◆ EXERCISE DIRECTIONS: Among the records, how many lines carry the string "args"? Give that number with nothing added.

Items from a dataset

▬▬▬▬▬▬▬▬▬▬

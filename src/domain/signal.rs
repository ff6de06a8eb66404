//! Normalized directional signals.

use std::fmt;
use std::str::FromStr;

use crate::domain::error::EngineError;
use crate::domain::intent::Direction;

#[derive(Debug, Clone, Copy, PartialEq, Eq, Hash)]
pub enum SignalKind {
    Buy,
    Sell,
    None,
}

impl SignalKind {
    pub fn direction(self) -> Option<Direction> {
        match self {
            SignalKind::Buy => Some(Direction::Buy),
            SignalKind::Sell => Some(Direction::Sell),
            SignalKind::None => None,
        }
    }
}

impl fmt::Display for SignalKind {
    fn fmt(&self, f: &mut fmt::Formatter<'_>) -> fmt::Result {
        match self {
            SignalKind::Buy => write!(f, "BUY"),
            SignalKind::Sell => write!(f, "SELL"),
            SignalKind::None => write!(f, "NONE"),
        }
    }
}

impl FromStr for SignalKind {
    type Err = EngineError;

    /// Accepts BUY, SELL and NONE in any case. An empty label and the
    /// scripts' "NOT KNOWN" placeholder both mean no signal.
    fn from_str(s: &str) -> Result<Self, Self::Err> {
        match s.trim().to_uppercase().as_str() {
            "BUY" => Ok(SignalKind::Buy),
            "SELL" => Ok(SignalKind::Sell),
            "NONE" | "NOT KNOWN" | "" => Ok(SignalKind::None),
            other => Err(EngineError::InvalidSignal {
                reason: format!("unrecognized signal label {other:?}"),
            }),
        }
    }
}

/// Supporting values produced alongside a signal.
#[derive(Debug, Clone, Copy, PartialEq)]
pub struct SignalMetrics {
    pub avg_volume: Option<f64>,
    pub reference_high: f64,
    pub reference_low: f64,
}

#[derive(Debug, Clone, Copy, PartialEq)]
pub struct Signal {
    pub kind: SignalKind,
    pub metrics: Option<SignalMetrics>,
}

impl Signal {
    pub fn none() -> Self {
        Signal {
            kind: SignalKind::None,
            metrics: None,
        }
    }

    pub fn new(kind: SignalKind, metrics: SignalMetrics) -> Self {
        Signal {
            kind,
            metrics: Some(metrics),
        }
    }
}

▬▬▬▬▬▬▬▬▬▬

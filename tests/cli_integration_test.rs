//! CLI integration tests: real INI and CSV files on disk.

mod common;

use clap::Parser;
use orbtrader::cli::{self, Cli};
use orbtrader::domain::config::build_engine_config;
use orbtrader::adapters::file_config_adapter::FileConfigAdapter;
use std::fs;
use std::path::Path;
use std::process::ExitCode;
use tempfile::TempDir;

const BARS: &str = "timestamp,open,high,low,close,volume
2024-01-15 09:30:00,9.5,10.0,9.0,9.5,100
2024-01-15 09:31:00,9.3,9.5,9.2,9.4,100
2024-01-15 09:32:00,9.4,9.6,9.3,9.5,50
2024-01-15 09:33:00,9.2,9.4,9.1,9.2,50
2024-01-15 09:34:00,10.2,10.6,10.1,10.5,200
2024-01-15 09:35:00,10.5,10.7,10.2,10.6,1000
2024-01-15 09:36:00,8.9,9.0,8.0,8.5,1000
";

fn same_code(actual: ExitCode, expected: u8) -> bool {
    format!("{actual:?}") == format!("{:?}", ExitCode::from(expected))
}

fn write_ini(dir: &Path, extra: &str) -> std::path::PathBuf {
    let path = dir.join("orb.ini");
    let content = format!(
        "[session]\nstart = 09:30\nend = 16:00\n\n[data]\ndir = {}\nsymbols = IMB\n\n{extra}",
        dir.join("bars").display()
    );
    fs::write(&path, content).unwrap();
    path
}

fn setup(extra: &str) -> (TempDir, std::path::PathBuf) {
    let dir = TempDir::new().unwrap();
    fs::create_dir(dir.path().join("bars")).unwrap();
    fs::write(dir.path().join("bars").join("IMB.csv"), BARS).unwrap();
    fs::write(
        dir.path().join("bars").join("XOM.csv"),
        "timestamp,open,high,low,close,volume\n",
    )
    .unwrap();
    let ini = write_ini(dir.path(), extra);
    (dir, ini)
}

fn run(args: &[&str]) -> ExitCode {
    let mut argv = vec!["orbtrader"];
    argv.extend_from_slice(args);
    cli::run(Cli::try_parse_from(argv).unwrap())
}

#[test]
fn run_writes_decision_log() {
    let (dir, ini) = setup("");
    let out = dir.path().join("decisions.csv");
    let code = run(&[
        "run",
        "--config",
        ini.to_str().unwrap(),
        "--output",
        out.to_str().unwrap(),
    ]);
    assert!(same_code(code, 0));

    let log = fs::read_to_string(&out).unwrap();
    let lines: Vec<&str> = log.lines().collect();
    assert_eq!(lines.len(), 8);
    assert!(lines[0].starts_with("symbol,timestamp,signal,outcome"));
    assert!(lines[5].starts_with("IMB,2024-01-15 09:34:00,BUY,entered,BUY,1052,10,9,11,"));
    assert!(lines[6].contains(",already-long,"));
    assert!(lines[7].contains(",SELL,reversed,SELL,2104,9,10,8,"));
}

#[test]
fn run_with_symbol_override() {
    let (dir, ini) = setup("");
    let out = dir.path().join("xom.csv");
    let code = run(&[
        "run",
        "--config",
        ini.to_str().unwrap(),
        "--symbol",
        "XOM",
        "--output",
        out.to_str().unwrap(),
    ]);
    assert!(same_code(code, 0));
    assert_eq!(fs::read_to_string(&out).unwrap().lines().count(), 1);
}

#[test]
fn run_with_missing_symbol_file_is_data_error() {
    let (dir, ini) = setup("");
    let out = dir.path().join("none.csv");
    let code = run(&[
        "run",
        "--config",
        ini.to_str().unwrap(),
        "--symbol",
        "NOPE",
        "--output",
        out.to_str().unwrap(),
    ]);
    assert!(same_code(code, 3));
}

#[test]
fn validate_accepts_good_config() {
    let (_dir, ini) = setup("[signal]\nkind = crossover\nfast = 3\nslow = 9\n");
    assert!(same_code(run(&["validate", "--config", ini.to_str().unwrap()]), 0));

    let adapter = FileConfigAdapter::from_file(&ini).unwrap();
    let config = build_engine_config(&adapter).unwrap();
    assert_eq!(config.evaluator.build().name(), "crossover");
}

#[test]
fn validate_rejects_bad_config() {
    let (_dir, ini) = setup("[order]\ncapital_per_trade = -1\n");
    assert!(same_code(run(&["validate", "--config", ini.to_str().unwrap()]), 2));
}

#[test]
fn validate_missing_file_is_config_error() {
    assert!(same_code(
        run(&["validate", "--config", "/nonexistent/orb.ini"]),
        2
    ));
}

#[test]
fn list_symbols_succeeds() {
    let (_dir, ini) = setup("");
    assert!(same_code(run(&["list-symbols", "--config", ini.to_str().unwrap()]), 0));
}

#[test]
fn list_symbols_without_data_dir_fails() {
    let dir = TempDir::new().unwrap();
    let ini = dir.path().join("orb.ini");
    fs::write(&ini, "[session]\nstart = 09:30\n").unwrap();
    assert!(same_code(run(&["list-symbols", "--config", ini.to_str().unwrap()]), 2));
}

▬▬▬▬▬▬▬▬▬▬

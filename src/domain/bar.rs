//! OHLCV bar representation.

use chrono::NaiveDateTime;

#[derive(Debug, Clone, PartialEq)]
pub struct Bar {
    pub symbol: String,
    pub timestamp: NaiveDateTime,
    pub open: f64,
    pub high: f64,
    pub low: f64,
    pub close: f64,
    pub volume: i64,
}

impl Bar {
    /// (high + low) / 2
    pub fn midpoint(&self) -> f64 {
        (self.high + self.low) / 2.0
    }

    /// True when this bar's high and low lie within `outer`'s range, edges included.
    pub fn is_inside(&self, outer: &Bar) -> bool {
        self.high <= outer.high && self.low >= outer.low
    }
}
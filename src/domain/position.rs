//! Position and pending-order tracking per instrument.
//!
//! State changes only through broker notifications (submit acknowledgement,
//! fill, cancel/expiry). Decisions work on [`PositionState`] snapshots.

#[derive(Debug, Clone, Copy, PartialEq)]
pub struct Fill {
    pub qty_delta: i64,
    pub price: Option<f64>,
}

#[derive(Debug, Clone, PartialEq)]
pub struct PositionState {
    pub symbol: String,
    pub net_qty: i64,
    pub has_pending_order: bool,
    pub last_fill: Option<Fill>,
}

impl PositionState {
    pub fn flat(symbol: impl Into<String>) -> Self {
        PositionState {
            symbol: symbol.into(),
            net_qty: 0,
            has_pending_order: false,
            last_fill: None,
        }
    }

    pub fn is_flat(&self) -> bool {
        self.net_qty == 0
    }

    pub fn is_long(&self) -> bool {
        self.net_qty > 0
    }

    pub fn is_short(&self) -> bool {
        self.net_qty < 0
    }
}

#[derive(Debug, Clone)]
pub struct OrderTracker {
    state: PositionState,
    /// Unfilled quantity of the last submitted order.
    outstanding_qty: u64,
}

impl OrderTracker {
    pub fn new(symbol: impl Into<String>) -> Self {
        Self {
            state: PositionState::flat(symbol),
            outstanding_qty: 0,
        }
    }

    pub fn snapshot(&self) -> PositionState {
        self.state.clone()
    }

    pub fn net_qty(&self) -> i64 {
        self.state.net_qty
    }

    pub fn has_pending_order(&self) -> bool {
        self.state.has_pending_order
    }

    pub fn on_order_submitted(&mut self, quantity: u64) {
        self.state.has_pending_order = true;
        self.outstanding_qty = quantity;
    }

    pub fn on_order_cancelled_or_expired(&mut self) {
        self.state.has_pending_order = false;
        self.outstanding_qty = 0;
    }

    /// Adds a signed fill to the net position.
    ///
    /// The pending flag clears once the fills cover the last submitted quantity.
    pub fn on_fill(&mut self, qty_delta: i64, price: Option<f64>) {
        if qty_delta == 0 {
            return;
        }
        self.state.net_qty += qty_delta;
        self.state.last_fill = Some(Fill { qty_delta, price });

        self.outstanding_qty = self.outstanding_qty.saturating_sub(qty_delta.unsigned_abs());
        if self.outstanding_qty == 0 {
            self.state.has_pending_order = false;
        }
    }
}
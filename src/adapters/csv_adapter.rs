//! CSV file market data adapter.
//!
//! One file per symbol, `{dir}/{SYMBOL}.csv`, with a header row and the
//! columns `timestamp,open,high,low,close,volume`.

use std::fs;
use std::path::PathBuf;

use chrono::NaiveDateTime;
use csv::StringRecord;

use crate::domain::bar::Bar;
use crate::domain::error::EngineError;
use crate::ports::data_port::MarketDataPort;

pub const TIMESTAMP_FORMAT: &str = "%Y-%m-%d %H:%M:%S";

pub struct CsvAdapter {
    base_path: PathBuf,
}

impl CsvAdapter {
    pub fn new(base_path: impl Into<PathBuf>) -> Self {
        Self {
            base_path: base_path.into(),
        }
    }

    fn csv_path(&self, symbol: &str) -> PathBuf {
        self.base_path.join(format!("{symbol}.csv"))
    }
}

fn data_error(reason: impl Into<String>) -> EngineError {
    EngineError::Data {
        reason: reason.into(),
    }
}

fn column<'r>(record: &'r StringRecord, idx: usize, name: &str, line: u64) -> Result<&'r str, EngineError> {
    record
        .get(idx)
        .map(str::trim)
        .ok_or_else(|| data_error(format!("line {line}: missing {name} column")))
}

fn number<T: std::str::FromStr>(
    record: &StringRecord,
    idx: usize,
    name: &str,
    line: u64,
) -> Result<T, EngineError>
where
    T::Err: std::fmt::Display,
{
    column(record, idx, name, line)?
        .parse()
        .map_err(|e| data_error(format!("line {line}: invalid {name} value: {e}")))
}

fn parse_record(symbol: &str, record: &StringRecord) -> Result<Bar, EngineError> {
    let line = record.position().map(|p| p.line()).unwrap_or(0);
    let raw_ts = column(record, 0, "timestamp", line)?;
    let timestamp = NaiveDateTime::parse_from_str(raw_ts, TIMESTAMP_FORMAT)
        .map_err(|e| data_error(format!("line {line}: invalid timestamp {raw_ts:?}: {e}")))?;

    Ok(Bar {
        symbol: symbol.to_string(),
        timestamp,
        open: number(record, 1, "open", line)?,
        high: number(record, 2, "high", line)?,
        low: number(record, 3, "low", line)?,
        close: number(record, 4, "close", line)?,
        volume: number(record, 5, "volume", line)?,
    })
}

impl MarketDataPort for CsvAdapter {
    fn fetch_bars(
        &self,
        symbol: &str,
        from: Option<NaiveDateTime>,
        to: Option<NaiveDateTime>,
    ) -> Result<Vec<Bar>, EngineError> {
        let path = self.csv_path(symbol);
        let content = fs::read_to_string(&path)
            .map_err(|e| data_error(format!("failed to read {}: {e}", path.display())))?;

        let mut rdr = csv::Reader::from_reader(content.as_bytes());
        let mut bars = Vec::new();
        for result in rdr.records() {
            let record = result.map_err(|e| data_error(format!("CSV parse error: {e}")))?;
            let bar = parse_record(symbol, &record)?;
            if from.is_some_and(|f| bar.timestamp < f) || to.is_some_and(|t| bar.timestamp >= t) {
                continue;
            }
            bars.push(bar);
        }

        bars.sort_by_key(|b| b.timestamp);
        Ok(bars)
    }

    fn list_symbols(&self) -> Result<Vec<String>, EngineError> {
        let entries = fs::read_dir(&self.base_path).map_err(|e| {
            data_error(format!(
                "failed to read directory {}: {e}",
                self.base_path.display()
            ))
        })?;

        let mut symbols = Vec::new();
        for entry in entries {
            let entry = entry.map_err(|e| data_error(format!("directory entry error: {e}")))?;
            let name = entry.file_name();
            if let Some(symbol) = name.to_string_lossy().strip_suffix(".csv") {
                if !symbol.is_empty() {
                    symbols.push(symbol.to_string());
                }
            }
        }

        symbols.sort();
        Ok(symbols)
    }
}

▬▬▬▬▬▬▬▬▬▬

◆ YOUR SOLUTION: 2